Thursday, 18 de April de 2024 ISSN 1519-7670 - Ano 24 - nº 1283

Manuel Pinto

‘Os títulos, sempre os títulos e o seu rigor. Parece ser um daqueles lugares que um provedor não pode deixar de visitar repetidas vezes. Desta vez, o motivo é uma matéria que vinha na edição do ‘Jornal de Notícias’ de 20 de Novembro, intitulada ‘Envolvidos negam ter pretendido afastar PGR’. É uma daquelas notícias desencadeadas por outra notícia, em jeito de repercussão e desenvolvimento, como se fosse a réplica de um pequeno sismo. De facto, no ‘Expresso’ da véspera, havia feito furor a revelação do alegado teor de escutas telefónicas realizadas no âmbito do caso ‘Portucale’, de acordo com as quais o primeiro-ministro José Sócrates teria proposto ao presidente da República a substituição do procurador-geral da República, Souto Moura.

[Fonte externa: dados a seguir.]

//! Static sample payloads served while the API is unreachable.

use std::sync::LazyLock;

use serde_json::{Value, json};

static SAMPLE_EVENTS: LazyLock<Vec<Value>> = LazyLock::new(|| {
    vec![
        json!({
            "event_id": 1,
            "title": "Community Cleanup",
            "description": "Help clean up the local park and surrounding areas. Bring gloves and comfortable shoes.",
            "event_date": "2025-09-15",
            "location": "Central Park",
            "status": "active",
            "start_time": "09:00:00",
            "end_time": "13:00:00",
            "required_volunteers": 20,
            "organization_id": 1,
            "created_at": "2025-08-01"
        }),
        json!({
            "event_id": 2,
            "title": "Food Drive",
            "description": "Collecting non-perishable food items for local food banks.",
            "event_date": "2025-10-05",
            "location": "Community Center",
            "status": "active",
            "start_time": "10:00:00",
            "end_time": "16:00:00",
            "required_volunteers": 15,
            "organization_id": 2,
            "created_at": "2025-08-10"
        }),
        json!({
            "event_id": 3,
            "title": "Charity Run",
            "description": "Annual 5K charity run to raise funds for children's education.",
            "event_date": "2025-11-20",
            "location": "Downtown",
            "status": "active",
            "start_time": "07:30:00",
            "end_time": "12:00:00",
            "required_volunteers": 25,
            "organization_id": 3,
            "created_at": "2025-08-15"
        }),
    ]
});

static SAMPLE_CONTRIBUTIONS: LazyLock<Vec<Value>> = LazyLock::new(|| {
    vec![
        json!({ "volunteer_id": 101, "name": "Alex Johnson", "total_hours": 12, "avg_rating": 4.8 }),
        json!({ "volunteer_id": 102, "name": "Sam Wilson", "total_hours": 8, "avg_rating": 4.5 }),
        json!({ "volunteer_id": 103, "name": "Taylor Chen", "total_hours": 15, "avg_rating": 4.9 }),
    ]
});

/// Sample records for `endpoint`.
///
/// Matching is by substring in priority order: `contributions` first, then
/// `pub/events`; anything else yields an empty slice. The returned slice is
/// the same static data on every call.
///
/// # Examples
///
/// ```
/// use vconnect_client::domain::get_mock_payload;
///
/// assert_eq!(get_mock_payload("pub/events/").len(), 3);
/// assert!(get_mock_payload("api/admin/organizations").is_empty());
/// ```
pub fn get_mock_payload(endpoint: &str) -> &'static [Value] {
    if endpoint.contains("contributions") {
        SAMPLE_CONTRIBUTIONS.as_slice()
    } else if endpoint.contains("pub/events") {
        SAMPLE_EVENTS.as_slice()
    } else {
        &[]
    }
}
//! Port and runtime dependency bundles for the application-status service.

use std::sync::Arc;

use crate::domain::FetchGateway;
use crate::domain::ports::{RefreshSleeper, StatusOverrideStore, TokioSleeper};

/// Port bundle required by the application-status service.
pub struct ApplicationStatusPorts {
    /// Gateway used for the listing fetch and the status PATCH.
    pub gateway: FetchGateway,
    /// Durable override map.
    pub override_store: Arc<dyn StatusOverrideStore>,
}

impl ApplicationStatusPorts {
    /// Build a strongly-typed port bundle.
    pub fn new(gateway: FetchGateway, override_store: Arc<dyn StatusOverrideStore>) -> Self {
        Self {
            gateway,
            override_store,
        }
    }
}

/// Runtime helpers used between the status update and the refresh.
pub struct ApplicationStatusRuntime {
    /// Async sleep implementation.
    pub sleeper: Arc<dyn RefreshSleeper>,
}

impl Default for ApplicationStatusRuntime {
    fn default() -> Self {
        Self {
            sleeper: Arc::new(TokioSleeper),
        }
    }
}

Pode discutir-se acerca de como um jornal divulga conteúdos deste melindre, sujeitos a segredo de justiça, mas é indubitável que a matéria (que não cabe neste espaço escalpelizar) reveste interesse público. Uma notícia deste tipo torna-se ela própria matéria de notícia noutros meios de comunicação. Por boas e por más razões, isso acontece com alguma frequência ao fim de semana, com a saída do ‘Expresso’. Muitas vezes os restantes meios de comunicação social limitam-se a amplificar o que outro divulgou. Mas, tanto por iniciativa dos protagonistas dos factos divulgados como em resultado da iniciativa dos media, o caso pode rapidamente conhecer desenvolvimentos, através de comentários, revelações e, consequentemente, novas notícias.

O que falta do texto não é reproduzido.